みんなさかのぼると19世紀後半の牝祖が同じ


 雨の重馬場を制したのは、もっとも少ない戦歴2戦2勝で挑戦したデアリングタクト(父エピファネイア)だった。種牡馬エピファネイア産駒の重賞勝ちは初めて。それがGIだったからすばらしい。自身と同じようにビッグレース向きの大物を輩出するサイアーとして成功するのだろう。

 サンデーサイレンスの血のクロスを持つ馬はあふれるように出現しているが、クラシックを勝った馬はデアリングタクトの「サンデーサイレンスの4×3」が初めてだった。

 1番人気レシステンシア(父ダイワメジャー)の牝系は、もう一世紀以上も南米アルゼンチンで発展したことで知られるが、デアリングタクトのファミリーもちょうど一世紀前からGB→USA→ARG→CAN→USAを経た牝系。「6、7、8」代前の母はARGで育った牝系だった。2016年の日本ダービーを1着、2着したマカヒキ、サトノダイヤモンドの牝系がともにアルゼンチンで発展した牝系として話題になったが、今年は桜花賞がアルゼンチン育ちのファミリー出身馬のワン・ツーとなった。

 ファミリーナンバーという分類は、サラブレッドの創世記から長い時間が経過し、世界共通の牝系やサイアーラインが枝を伸ばしている現代ではもうあまり意味を持たないと考えられるが、デアリングタクトの牝系は、同じように「GB→ARG→」の移動を経たあと日本で脚光を浴びることになった点で、150年ばかりさかのぼるとマカヒキと同じ牝祖をもつ同じ「1号族-l」という区分になる。

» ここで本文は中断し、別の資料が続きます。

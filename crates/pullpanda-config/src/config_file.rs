use std::path::{Path, PathBuf};
use thiserror::Error;

/// Config file used when `--config` is not given
pub const DEFAULT_CONFIG_FILE: &str = "config.yaml";

/// Loading or validating the configuration failed
#[derive(Debug, Error)]
pub enum ConfigError {
    #[error("failed to read config file {}: {source}", path.display())]
    Read {
        path: PathBuf,
        #[source]
        source: std::io::Error,
    },

    #[error("failed to parse config file {}: {source}", path.display())]
    Parse {
        path: PathBuf,
        #[source]
        source: serde_yaml::Error,
    },

    #[error("invalid config: {0}")]
    Invalid(String),
}

/// Read the raw config file content
///
/// Unlike a best-effort search path, a missing file is an error here: the
/// handle list lives in this file, so there is nothing useful to do without
/// it.
pub fn read_config_file(path: &Path) -> Result<String, ConfigError> {
    let content = std::fs::read_to_string(path).map_err(|source| ConfigError::Read {
        path: path.to_path_buf(),
        source,
    })?;
    log::debug!("Loaded config from {}", path.display());
    Ok(content)
}

#[cfg(test)]
mod tests {
    use super::*;

    #[test]
    fn test_missing_file_is_read_error() {
        let path = Path::new("definitely/not/here/config.yaml");
        let err = read_config_file(path).unwrap_err();

        assert!(matches!(err, ConfigError::Read { .. }));
        assert!(err.to_string().contains("definitely/not/here/config.yaml"));
    }
}
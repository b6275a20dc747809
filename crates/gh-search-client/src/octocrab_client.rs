//! Octocrab-based search client
//!
//! Direct implementation of the `SearchClient` trait using the octocrab
//! library. Every call is one `GET /search/issues` request.

use crate::client::{SearchClient, SearchError};
use crate::types::{SearchIssuesResponse, SearchPage};
use crate::{ACCEPT_V3, DEFAULT_API_URL};
use anyhow::Context;
use async_trait::async_trait;
use log::{debug, info};
use octocrab::service::middleware::retry::RetryConfig;
use octocrab::Octocrab;
use serde::Serialize;
use std::sync::Arc;
use std::time::Duration;

const SEARCH_ROUTE: &str = "/search/issues";

/// Connection settings for `OctocrabClient::connect`
#[derive(Debug, Clone)]
pub struct ClientSettings {
    /// Personal access token
    pub token: String,

    /// API base URL; `None` means public GitHub
    pub base_url: Option<String>,

    /// Connect and read timeout applied to every request
    pub timeout: Duration,
}

impl ClientSettings {
    /// Settings for public GitHub with a 30 second timeout
    pub fn new(token: impl Into<String>) -> Self {
        Self {
            token: token.into(),
            base_url: None,
            timeout: Duration::from_secs(30),
        }
    }
}

/// Query string parameters of the search endpoint
#[derive(Debug, Serialize)]
struct SearchParams<'a> {
    q: &'a str,
}

/// Direct GitHub search client using octocrab
#[derive(Debug, Clone)]
pub struct OctocrabClient {
    octocrab: Arc<Octocrab>,
}

impl OctocrabClient {
    /// Create a new client with the given octocrab instance
    pub fn new(octocrab: Arc<Octocrab>) -> Self {
        Self { octocrab }
    }

    /// Build an authenticated octocrab instance from `settings`
    ///
    /// Octocrab's retry layer is switched off: a failed search surfaces
    /// after a single request.
    pub fn connect(settings: &ClientSettings) -> anyhow::Result<Self> {
        let base_url = settings.base_url.as_deref().unwrap_or(DEFAULT_API_URL);
        info!("Creating GitHub search client for {}", base_url);

        let mut builder = Octocrab::builder()
            .add_header(
                http::header::AUTHORIZATION,
                format!("token {}", settings.token),
            )
            .add_header(http::header::ACCEPT, ACCEPT_V3.to_string())
            .add_retry_config(RetryConfig::None)
            .set_connect_timeout(Some(settings.timeout))
            .set_read_timeout(Some(settings.timeout));

        if base_url != DEFAULT_API_URL {
            builder = builder
                .base_uri(base_url)
                .with_context(|| format!("Invalid API base URL: {}", base_url))?;
        }

        let octocrab = builder.build().context("Failed to build Octocrab client")?;
        Ok(Self::new(Arc::new(octocrab)))
    }
}

#[async_trait]
impl SearchClient for OctocrabClient {
    async fn search_pull_requests(&self, query: &str) -> Result<SearchPage, SearchError> {
        debug!("Searching: {}", query);

        let response: SearchIssuesResponse = self
            .octocrab
            .get(SEARCH_ROUTE, Some(&SearchParams { q: query }))
            .await
            .map_err(convert_error)?;

        let page = SearchPage::from(response);
        debug!(
            "Search returned {} of {} matches for: {}",
            page.items.len(),
            page.total_count,
            query
        );
        Ok(page)
    }
}

/// Convert an octocrab error into our error taxonomy
fn convert_error(err: octocrab::Error) -> SearchError {
    match err {
        octocrab::Error::GitHub { source, .. } => {
            SearchError::from_status(source.status_code.as_u16(), source.message.clone())
        }
        octocrab::Error::Serde { source, .. } => SearchError::Decode(source.to_string()),
        octocrab::Error::Json { source, .. } => SearchError::Decode(source.to_string()),
        other => SearchError::Transport(other.to_string()),
    }
}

 3戦3勝で桜花賞馬となったデアリングタクト、3戦3勝で日本ダービー馬となったフサイチコンコルド、4戦4勝で皐月賞馬となったアグネスタキオン(その母アグネスフローラは5戦5勝で桜花賞馬)。みんなさかのぼると19世紀後半の牝祖が同じなので、このファミリーは「無敗のままクラシックまで突き進む…」共通点があるのかもしれない。

重賞レース回顧

もっとも少ない戦歴2戦2勝で挑戦したデアリングタクト(写真提供:デイリースポーツ)


 3戦3勝でクラシックホースとなったのは、2歳戦が創設された1946年以降、日本ダービーのフサイチコンコルド、桜花賞デアリングタクト。たった2頭だけである。

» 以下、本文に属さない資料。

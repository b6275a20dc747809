//! Command line flags

use clap::{ArgAction, Parser};
use pullpanda_config::DEFAULT_CONFIG_FILE;
use std::path::PathBuf;

/// Count the pull requests of the configured GitHub handles
#[derive(Debug, Parser)]
#[command(name = "pullpanda", version, about)]
pub struct Cli {
    /// Config file listing handles, orgs, repos and statuses
    #[arg(long, default_value = DEFAULT_CONFIG_FILE)]
    pub config: PathBuf,

    /// GitHub personal access token (falls back to GITHUB_TOKEN / GH_TOKEN)
    #[arg(long)]
    pub token: Option<String>,

    /// Start date in YYYY-MM-DD format
    #[arg(long, value_name = "YYYY-MM-DD")]
    pub start_date: Option<String>,

    /// End date in YYYY-MM-DD format
    #[arg(long, value_name = "YYYY-MM-DD")]
    pub end_date: Option<String>,

    /// Look back this far instead of --start-date, e.g. 1mo, 2w, 7d, 12h, 30m, 10s
    #[arg(long)]
    pub duration: Option<String>,

    /// Enable debug logging on stderr
    #[arg(
        long,
        action = ArgAction::Set,
        num_args = 0..=1,
        default_value_t = false,
        default_missing_value = "true"
    )]
    pub enable_log: bool,

    /// Show detailed PRs after the summary table
    #[arg(
        long,
        action = ArgAction::Set,
        num_args = 0..=1,
        default_value_t = false,
        default_missing_value = "true"
    )]
    pub show_prs: bool,

    /// Maximum number of handles fetched at once (overrides the config file)
    #[arg(long, value_parser = parse_concurrency)]
    pub max_concurrency: Option<usize>,

    /// Per-request connect and read timeout in seconds
    #[arg(long, default_value_t = 30)]
    pub timeout: u64,

    /// GitHub API base URL, for GitHub Enterprise
    #[arg(long)]
    pub api_url: Option<String>,
}

fn parse_concurrency(value: &str) -> Result<usize, String> {
    match value.parse::<usize>() {
        Ok(0) => Err("must be at least 1".to_string()),
        Ok(n) => Ok(n),
        Err(e) => Err(e.to_string()),
    }
}
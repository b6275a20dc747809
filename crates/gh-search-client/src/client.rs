//! Search client trait and its error type
//!
//! This module defines the `SearchClient` trait every client implementation
//! must satisfy, and the `SearchError` taxonomy callers use to decide how a
//! failed request is reported.

use crate::types::SearchPage;
use async_trait::async_trait;
use thiserror::Error;

/// Why a single search request failed
///
/// Every variant is recoverable from the caller's point of view: a failed
/// request affects only the query that issued it.
#[derive(Debug, Clone, PartialEq, Eq, Error)]
pub enum SearchError {
    /// GitHub refused the request because the rate limit is exhausted
    /// (HTTP 429, or HTTP 403 carrying a rate limit message)
    #[error("rate limited by GitHub (HTTP {status}): {message}")]
    RateLimited { status: u16, message: String },

    /// Any other non-success HTTP status
    #[error("GitHub returned HTTP {status}: {message}")]
    Status { status: u16, message: String },

    /// The response body could not be decoded as a search result
    #[error("malformed search response: {0}")]
    Decode(String),

    /// Connection, TLS or timeout failure before a response arrived
    #[error("request failed: {0}")]
    Transport(String),
}

impl SearchError {
    /// Build the error for a non-success HTTP status
    ///
    /// 429 is always a rate limit. 403 is only treated as one when GitHub's
    /// message says so, because 403 is also returned for missing scopes.
    pub fn from_status(status: u16, message: impl Into<String>) -> Self {
        let message = message.into();
        let rate_limited =
            status == 429 || (status == 403 && message.to_lowercase().contains("rate limit"));

        if rate_limited {
            SearchError::RateLimited { status, message }
        } else {
            SearchError::Status { status, message }
        }
    }

    /// Whether this failure was caused by rate limiting
    pub fn is_rate_limited(&self) -> bool {
        matches!(self, SearchError::RateLimited { .. })
    }
}

/// GitHub search API client trait
///
/// Implementations issue exactly one request per call and return the first
/// page of results only. There is no retry, caching or pagination at this
/// layer.
///
/// # Thread Safety
///
/// Implementations must be `Send + Sync` so one client can be shared by all
/// per-handle tasks.
///
/// # Example
///
/// ```rust,ignore
/// use gh_search_client::{SearchClient, SearchError};
///
/// async fn count(client: &dyn SearchClient) -> Result<usize, SearchError> {
///     let page = client.search_pull_requests("author:octocat is:pr is:open").await?;
///     Ok(page.items.len())
/// }
/// ```
#[async_trait]
pub trait SearchClient: Send + Sync {
    /// Run one issue/PR search
    ///
    /// # Arguments
    ///
    /// * `query` - The raw search query (e.g. `author:octocat is:pr is:merged`).
    ///   Implementations are responsible for percent-encoding it.
    ///
    /// # Returns
    ///
    /// The first page of matching pull requests, or the reason the request
    /// failed.
    async fn search_pull_requests(&self, query: &str) -> Result<SearchPage, SearchError>;
}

 重馬場に悪化し、レース全体は「46秒5-49秒6」=1分36秒1。後半800mが3秒1も時計を要し、1000m通過58秒0-上がり38秒1。3歳牝馬の桜花賞が重=不良馬場になるとめったに追い込みは効かない。伏兵スマイルカナ(父ディープインパクト)が寸前まで粘ったように、渋馬場の巧拙より、先行力がモノをいうことが多い。

 だが、勝ち馬デアリングタクトは「59秒5-36秒6」=1分36秒1。途中で詰まって後退しかけたが、ただ1頭だけ猛然と追い込んできた。ピッチ走法にも近いので、馬場は苦にしない。祖母デアリングハートは東京1800mの府中牝馬Sを2連勝の記録があり、その半兄には米ダート10FのG1スーパーダービーを完勝したEcton Park エクトンパーク(父フォーティナイナー)がいる。同じく半兄のピットファイター(父Pulpit)は、通算10勝の中にダート2000mのJpnIIIマーキュリーC(盛岡)を7馬身差で独走の星もある。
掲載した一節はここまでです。